Nitelikli pay sahipleri ve bunların dahil olduğu risk grubunda yer alan doğrudan veya dolaylı ortaklar ile kamu tüzel kişiliğini haiz doğrudan veya dolaylı pay sahiplerinden sağlanan fonlar hakkında bu sınır uygulanmayacak. Bu durum, bankaların daha geniş bir yatırımcı tabanına ulaşmalarını sağlıyor.
Kalkınma ve yatırım bankaları, söz konusu yönetmelik kapsamındaki uygulamalarını 1 Nisan 2026 tarihine kadar bu yönetmelik hükümlerine uyumlu hale getirecek. Bu süre, bankaların yeni düzenlemelere adaptasyon sürecini kolaylaştırıyor.
Ayrıca, BDDK, bu süreyi bir yıl uzatmaya yetkili olacak. Bu esneklik, bankaların piyasa koşullarına göre daha iyi bir uyum süreci geçirmelerine olanak tanıyor. Böylece, Türk bankacılık sektörü, uluslararası standartlarla uyumlu hale gelmeyi sürdürecek.

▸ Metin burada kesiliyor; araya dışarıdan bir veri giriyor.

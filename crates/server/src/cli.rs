use clap::{Parser, Subcommand};
use infrastructure::config::{LogFormat, LogLevel};

pub const DEFAULT_CONFIG_PATH: &str = "/etc/admissiond/config.yaml";

#[derive(Parser, Debug)]
#[command(
    name = "admissiond",
    about = "Rule-driven admission control service",
    version = env!("CARGO_PKG_VERSION"),
)]
pub struct Cli {
    /// Path to the YAML configuration file
    #[arg(short, long, default_value = DEFAULT_CONFIG_PATH)]
    pub config: String,

    /// Listen address override (takes precedence over config file)
    #[arg(short, long)]
    pub listen: Option<String>,

    /// Log level override (takes precedence over config file)
    #[arg(long)]
    pub log_level: Option<LogLevel>,

    /// Log format: json (default, production) or text (development)
    #[arg(long)]
    pub log_format: Option<LogFormat>,

    /// Skip installing the default rules at startup
    #[arg(long)]
    pub no_seed: bool,

    #[command(subcommand)]
    pub command: Option<Command>,
}

#[derive(Subcommand, Debug)]
pub enum Command {
    /// Display version information
    Version,
}

pub fn parse() -> Cli {
    Cli::parse()
}

#[cfg(test)]
mod tests {
    use super::*;

    #[test]
    fn default_config_path() {
        let cli = Cli::try_parse_from(["admissiond"]).unwrap();
        assert_eq!(cli.config, DEFAULT_CONFIG_PATH);
        assert!(cli.listen.is_none());
        assert!(cli.command.is_none());
        assert!(!cli.no_seed);
    }

    #[test]
    fn custom_config_path() {
        let cli = Cli::try_parse_from(["admissiond", "--config", "/tmp/test.yaml"]).unwrap();
        assert_eq!(cli.config, "/tmp/test.yaml");
    }

    #[test]
    fn listen_override() {
        let cli = Cli::try_parse_from(["admissiond", "--listen", "127.0.0.1:9000"]).unwrap();
        assert_eq!(cli.listen.as_deref(), Some("127.0.0.1:9000"));
    }

    #[test]
    fn log_level_override() {
        let cli = Cli::try_parse_from(["admissiond", "--log-level", "debug"]).unwrap();
        assert_eq!(cli.log_level, Some(LogLevel::Debug));
    }

    #[test]
    fn log_format_text() {
        let cli = Cli::try_parse_from(["admissiond", "--log-format", "text"]).unwrap();
        assert_eq!(cli.log_format, Some(LogFormat::Text));
    }

    #[test]
    fn invalid_log_level_rejected() {
        assert!(Cli::try_parse_from(["admissiond", "--log-level", "banana"]).is_err());
    }

    #[test]
    fn no_seed_flag() {
        let cli = Cli::try_parse_from(["admissiond", "--no-seed"]).unwrap();
        assert!(cli.no_seed);
    }

    #[test]
    fn version_subcommand() {
        let cli = Cli::try_parse_from(["admissiond", "version"]).unwrap();
        assert!(matches!(cli.command, Some(Command::Version)));
    }
}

BDDK, Türk bankacılık mevzuatının Basel Bankacılık Denetim Komitesi’nin Düzenleme Tutarlılığı Değerlendirme Programı (RCAP) değerlendirmesinde tam uyumlu bulunduğunu açıkladı. Bu durum, Türkiye'nin bankacılık sisteminin uluslararası standartlara uygunluğunu gösteriyor.
Bu uyum, Türk bankalarının uluslararası piyasalarda daha rekabetçi olmasını sağlıyor. Ayrıca, bankaların finansal istikrarını artırarak, ekonomik büyümeye katkıda bulunuyor.